Recent years have seen a boom in the application of statistical and machine learning methods in science and in our everyday life. But to what extent can we rely on them? My ERC project, BigBayesUQ, aims to derive theoretical guarantees and limitations for modern learning approaches in complex mathematical models.
Real-world phenomena are often described by complex mathematical models. For example, in astronomy, the path of light from distant galaxies to us is described by complex mathematical formulas (PDE systems), which can then be used to understand how fast the universe is expanding or the proportion of dark matter in the universe. As another example, novel image recognition methods are being developed for self-driving cars. The observed data are, however, never perfectly clean or accurate, often containing measurement and other errors making the analysis even more difficult. Statistics is the science of analysing and interpreting such noisy, imperfect data, and it plays a leading role in all modern data-centric developments.

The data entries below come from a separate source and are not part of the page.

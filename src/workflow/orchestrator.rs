//! Drives the plan / execute / review state machine to completion

use chrono::{DateTime, Utc};
use serde::Serialize;
use std::sync::Arc;
use std::time::{Duration, Instant};
use tracing::{debug, info};
use uuid::Uuid;

use super::controller::Phase;
use super::prompt::PromptSet;
use super::stages::{Executor, Planner, Reviewer, Stage, StageOutcome};
use super::state::WorkflowState;
use super::StageKind;
use crate::config::{Config, WorkflowConfig};
use crate::error::{ConfigError, WorkflowError};
use crate::provider::Backend;

/// One stage invocation, in execution order
#[derive(Debug, Clone, Serialize)]
pub struct StageRecord {
    pub round: u32,
    pub stage: StageKind,
    pub outcome: StageOutcome,
    pub duration_ms: u64,
}

/// Everything a completed run produced
#[derive(Debug, Clone, Serialize)]
pub struct RunReport {
    pub run_id: Uuid,
    pub started_at: DateTime<Utc>,
    pub backend: String,
    pub initial_state: WorkflowState,
    pub final_state: WorkflowState,
    pub trace: Vec<StageRecord>,
    #[serde(skip)]
    pub total_duration: Duration,
}

impl RunReport {
    /// Rounds that actually executed a sub-task
    pub fn executed_count(&self) -> usize {
        self.trace
            .iter()
            .filter(|r| matches!(r.outcome, StageOutcome::Executed { .. }))
            .count()
    }
}

pub struct Workflow {
    backend_name: &'static str,
    planner: Planner,
    executor: Executor,
    reviewer: Reviewer,
    max_iterations: u32,
}

impl Workflow {
    pub fn new(backend: Arc<dyn Backend>, prompts: PromptSet, settings: &WorkflowConfig) -> Self {
        let prompts = Arc::new(prompts);
        Self {
            backend_name: backend.name(),
            planner: Planner::new(
                backend.clone(),
                prompts.clone(),
                settings.sub_task_count,
                settings.empty_plan,
            ),
            executor: Executor::new(backend.clone(), prompts.clone()),
            reviewer: Reviewer::new(backend, prompts),
            max_iterations: settings.max_iterations,
        }
    }

    /// Build from a loaded config, resolving prompt overrides
    pub fn from_config(config: &Config, backend: Arc<dyn Backend>) -> Result<Self, ConfigError> {
        let prompts = PromptSet::load(&config.prompts)?;
        Ok(Self::new(backend, prompts, &config.workflow))
    }

    fn stage(&self, kind: StageKind) -> &dyn Stage {
        match kind {
            StageKind::Planner => &self.planner,
            StageKind::Executor => &self.executor,
            StageKind::Reviewer => &self.reviewer,
        }
    }

    /// Run the loop for `query` until the iteration cap is reached.
    ///
    /// The first failed generation call aborts the run; no partial state is returned.
    pub async fn run(&self, query: &str) -> Result<RunReport, WorkflowError> {
        let run_id = Uuid::new_v4();
        let started_at = Utc::now();
        let start = Instant::now();

        let mut state = WorkflowState::new(query);
        let initial_state = state.clone();
        let mut trace = Vec::new();
        let mut phase = Phase::Planning;

        info!(
            "Run {} started: up to {} rounds via {}",
            run_id, self.max_iterations, self.backend_name
        );

        while let Some(kind) = phase.stage() {
            let round = state.iterations + 1;
            debug!("Round {}: entering {}", round, kind);

            let stage = self.stage(kind);
            let stage_start = Instant::now();
            let outcome = stage.run(&mut state).await?;
            let elapsed = stage_start.elapsed();

            info!("Round {}: {} finished in {:?}", round, stage.kind(), elapsed);
            trace.push(StageRecord {
                round,
                stage: stage.kind(),
                outcome,
                duration_ms: elapsed.as_millis() as u64,
            });

            phase = phase.next(state.iterations, self.max_iterations);
        }

        info!(
            "Run {} terminated after {} rounds, {} results",
            run_id,
            state.iterations,
            state.results.len()
        );

        Ok(RunReport {
            run_id,
            started_at,
            backend: self.backend_name.to_string(),
            initial_state,
            final_state: state,
            trace,
            total_duration: start.elapsed(),
        })
    }

    /// A single planning pass, without executing or reviewing anything
    pub async fn plan_only(&self, query: &str) -> Result<Vec<String>, WorkflowError> {
        let mut state = WorkflowState::new(query);
        self.planner.run(&mut state).await?;
        Ok(state.sub_tasks)
    }
}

In recent years the amount of available information has increased substantially, and the models describing real-world phenomena are becoming increasingly complex. These introduce new challenges for scientists since, despite the ever-increasing power of computers, the computational complexity in certain fields of applications has become overly large, making it impractical or even impossible to carry them out in a reasonable amount of time (or memory requirement).
Protecting the privacy of individuals is also becoming more pronounced. Therefore, novel, modern statistical and machine learning methods are continuously developed to speed up computation using simplified models and computational shortcuts. However, these methods are often used as black-box procedures without rigorous mathematical understanding. This could result in misleading and wrong answers without us even realising it. A particular example is neural networks, with state-of-the-art approaches for image classification with applications ranging from medical imaging to self-driving cars. However, it was shown that minor changes in the input images, which couldn’t even be detected by human eyes (Chatel, 2019), or unusual positions of the objects (Alcorn et al., 2019) could result in completely inaccurate classifications leading to wrong diagnosis or incorrect detection of objects. One essential aspect is understanding how much we can rely on the derived results. In more formal terminology, it is necessary to correctly assess the uncertainty of the procedure, which is based on noisy, real-world data, so can never be perfect.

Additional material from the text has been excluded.